Each line in the data holding "RefCell" should be listed.

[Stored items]

* * *

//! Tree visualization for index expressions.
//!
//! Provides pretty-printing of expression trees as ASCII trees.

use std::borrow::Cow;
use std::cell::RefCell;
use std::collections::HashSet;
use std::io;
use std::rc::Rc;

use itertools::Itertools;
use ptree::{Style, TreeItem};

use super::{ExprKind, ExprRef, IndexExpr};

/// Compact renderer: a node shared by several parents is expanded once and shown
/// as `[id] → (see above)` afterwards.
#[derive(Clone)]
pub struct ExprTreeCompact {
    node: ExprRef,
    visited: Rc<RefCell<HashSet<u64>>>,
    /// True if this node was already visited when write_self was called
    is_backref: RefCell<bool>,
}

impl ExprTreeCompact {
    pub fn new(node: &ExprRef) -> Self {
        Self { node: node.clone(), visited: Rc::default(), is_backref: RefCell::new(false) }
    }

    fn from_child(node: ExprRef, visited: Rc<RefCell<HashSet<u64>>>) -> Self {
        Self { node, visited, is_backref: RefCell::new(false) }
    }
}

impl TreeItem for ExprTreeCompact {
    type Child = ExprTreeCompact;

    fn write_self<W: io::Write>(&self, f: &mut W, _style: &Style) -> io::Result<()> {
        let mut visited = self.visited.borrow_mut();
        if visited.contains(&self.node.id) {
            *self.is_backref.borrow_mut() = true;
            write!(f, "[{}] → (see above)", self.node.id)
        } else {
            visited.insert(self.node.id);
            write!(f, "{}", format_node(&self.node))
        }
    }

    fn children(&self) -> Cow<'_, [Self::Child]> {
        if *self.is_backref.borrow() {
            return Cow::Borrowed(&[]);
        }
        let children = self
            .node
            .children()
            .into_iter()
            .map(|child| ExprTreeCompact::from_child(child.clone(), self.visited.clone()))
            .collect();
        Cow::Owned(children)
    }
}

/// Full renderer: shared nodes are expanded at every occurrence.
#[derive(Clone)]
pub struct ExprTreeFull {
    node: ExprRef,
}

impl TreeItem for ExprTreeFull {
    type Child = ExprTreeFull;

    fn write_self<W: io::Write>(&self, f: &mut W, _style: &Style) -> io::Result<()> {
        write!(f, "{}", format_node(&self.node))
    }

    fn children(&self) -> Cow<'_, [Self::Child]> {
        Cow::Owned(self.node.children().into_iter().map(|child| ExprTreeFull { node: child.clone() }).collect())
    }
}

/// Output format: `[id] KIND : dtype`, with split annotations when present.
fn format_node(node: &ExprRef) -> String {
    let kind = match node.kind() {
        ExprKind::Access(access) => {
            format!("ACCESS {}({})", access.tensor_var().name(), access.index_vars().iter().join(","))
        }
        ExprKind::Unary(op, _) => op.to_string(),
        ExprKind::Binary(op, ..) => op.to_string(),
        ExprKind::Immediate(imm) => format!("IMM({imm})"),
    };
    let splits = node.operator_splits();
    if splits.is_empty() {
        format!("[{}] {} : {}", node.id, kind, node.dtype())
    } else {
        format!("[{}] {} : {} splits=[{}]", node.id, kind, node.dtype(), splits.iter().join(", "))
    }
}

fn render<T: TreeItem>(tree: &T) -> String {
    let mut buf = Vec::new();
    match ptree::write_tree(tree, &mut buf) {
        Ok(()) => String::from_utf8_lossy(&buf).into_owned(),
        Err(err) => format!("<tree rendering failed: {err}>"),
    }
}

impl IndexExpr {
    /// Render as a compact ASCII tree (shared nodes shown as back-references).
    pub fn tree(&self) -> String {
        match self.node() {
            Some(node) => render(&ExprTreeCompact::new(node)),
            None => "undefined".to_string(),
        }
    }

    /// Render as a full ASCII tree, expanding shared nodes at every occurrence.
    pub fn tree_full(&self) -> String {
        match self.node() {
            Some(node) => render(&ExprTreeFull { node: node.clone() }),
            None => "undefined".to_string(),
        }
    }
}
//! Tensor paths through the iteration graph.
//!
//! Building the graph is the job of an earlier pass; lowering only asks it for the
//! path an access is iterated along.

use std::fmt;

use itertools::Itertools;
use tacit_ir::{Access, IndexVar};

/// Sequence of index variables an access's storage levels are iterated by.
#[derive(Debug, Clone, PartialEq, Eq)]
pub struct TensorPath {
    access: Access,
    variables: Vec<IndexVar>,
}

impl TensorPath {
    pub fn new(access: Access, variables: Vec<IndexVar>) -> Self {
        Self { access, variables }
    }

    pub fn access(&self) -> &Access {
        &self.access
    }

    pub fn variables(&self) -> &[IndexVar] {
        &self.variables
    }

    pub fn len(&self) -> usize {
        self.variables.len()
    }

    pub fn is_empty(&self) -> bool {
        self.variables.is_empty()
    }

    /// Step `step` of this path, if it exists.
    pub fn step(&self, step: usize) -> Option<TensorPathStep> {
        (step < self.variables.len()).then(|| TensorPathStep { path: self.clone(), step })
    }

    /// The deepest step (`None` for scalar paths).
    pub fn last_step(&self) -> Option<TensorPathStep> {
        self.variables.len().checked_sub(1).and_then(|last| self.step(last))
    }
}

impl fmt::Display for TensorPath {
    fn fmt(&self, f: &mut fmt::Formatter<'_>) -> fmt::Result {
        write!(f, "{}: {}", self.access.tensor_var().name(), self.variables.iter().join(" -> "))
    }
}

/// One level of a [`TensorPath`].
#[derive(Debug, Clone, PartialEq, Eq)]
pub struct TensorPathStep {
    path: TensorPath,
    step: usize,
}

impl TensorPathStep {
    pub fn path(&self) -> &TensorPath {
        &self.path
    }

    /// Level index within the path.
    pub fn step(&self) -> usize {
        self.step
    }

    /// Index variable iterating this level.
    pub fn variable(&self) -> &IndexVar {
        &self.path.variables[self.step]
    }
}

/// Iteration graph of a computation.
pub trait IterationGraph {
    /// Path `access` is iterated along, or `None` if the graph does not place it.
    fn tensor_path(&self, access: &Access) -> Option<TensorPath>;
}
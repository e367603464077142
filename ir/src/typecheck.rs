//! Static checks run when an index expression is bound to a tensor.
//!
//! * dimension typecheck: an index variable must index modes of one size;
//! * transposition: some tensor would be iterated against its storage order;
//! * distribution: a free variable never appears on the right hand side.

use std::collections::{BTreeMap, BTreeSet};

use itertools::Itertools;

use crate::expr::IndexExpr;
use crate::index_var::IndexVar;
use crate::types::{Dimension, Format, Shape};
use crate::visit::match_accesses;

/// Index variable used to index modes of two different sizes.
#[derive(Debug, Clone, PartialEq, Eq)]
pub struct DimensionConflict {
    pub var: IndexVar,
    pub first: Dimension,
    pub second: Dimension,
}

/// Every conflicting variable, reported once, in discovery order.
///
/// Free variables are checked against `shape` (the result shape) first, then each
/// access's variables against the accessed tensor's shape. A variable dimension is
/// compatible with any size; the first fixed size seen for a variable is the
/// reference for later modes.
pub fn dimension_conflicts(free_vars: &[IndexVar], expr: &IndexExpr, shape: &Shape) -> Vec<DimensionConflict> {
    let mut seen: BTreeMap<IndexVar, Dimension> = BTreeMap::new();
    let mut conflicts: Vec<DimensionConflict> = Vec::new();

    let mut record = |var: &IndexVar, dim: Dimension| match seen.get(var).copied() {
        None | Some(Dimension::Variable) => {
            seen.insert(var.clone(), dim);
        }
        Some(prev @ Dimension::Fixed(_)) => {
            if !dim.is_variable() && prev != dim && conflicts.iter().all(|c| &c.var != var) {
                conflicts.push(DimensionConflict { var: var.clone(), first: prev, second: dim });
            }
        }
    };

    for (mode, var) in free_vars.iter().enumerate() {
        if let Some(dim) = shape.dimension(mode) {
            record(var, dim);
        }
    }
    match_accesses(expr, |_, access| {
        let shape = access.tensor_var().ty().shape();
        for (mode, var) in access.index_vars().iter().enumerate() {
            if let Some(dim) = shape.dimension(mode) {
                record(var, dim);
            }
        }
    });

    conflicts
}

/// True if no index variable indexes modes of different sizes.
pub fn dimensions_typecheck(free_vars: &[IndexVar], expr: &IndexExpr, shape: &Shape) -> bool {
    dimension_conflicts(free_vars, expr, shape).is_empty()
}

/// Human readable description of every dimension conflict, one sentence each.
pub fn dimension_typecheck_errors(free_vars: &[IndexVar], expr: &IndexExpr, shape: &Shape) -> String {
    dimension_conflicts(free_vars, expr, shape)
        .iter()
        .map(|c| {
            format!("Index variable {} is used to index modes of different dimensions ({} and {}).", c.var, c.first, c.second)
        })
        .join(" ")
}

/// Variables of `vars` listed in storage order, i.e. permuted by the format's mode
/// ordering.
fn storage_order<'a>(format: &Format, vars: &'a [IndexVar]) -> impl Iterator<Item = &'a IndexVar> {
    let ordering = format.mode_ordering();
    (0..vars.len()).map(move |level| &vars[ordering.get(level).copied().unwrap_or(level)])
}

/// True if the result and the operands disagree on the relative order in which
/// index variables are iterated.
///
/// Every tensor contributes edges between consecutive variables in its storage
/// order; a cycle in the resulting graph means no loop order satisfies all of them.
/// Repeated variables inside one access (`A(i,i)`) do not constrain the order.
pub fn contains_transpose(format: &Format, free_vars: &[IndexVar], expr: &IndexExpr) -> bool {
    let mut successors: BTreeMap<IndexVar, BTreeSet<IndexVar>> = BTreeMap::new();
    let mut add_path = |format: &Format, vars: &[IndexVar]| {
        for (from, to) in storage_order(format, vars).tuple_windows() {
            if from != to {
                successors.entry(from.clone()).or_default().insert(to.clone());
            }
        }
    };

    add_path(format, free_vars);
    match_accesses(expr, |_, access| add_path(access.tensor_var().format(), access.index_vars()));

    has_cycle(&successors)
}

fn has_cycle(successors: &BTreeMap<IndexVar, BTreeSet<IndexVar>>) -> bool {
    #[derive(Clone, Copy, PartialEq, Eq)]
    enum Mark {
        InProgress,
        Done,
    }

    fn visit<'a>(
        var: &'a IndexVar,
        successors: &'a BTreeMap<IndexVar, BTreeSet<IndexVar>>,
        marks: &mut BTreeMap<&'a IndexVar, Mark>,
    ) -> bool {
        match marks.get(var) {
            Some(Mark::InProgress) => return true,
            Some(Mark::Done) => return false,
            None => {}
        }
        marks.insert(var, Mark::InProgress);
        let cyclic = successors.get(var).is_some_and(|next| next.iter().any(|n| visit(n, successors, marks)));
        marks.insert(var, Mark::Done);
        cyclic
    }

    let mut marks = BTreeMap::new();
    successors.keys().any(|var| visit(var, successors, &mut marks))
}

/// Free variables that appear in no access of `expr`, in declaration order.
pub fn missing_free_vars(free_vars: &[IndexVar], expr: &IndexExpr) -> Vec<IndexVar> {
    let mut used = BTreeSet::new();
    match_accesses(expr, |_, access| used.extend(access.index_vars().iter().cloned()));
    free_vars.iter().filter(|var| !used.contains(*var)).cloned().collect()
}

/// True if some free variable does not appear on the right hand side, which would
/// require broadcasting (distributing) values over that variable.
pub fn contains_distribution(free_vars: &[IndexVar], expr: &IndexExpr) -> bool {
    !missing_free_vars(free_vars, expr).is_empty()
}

* * *

#### OUTPUT OF THE EXERCISE:
use std::cell::RefCell;
    visited: Rc<RefCell<HashSet<u64>>>,
    is_backref: RefCell<bool>,
        Self { node: node.clone(), visited: Rc::default(), is_backref: RefCell::new(false) }
    fn from_child(node: ExprRef, visited: Rc<RefCell<HashSet<u64>>>) -> Self {
        Self { node, visited, is_backref: RefCell::new(false) }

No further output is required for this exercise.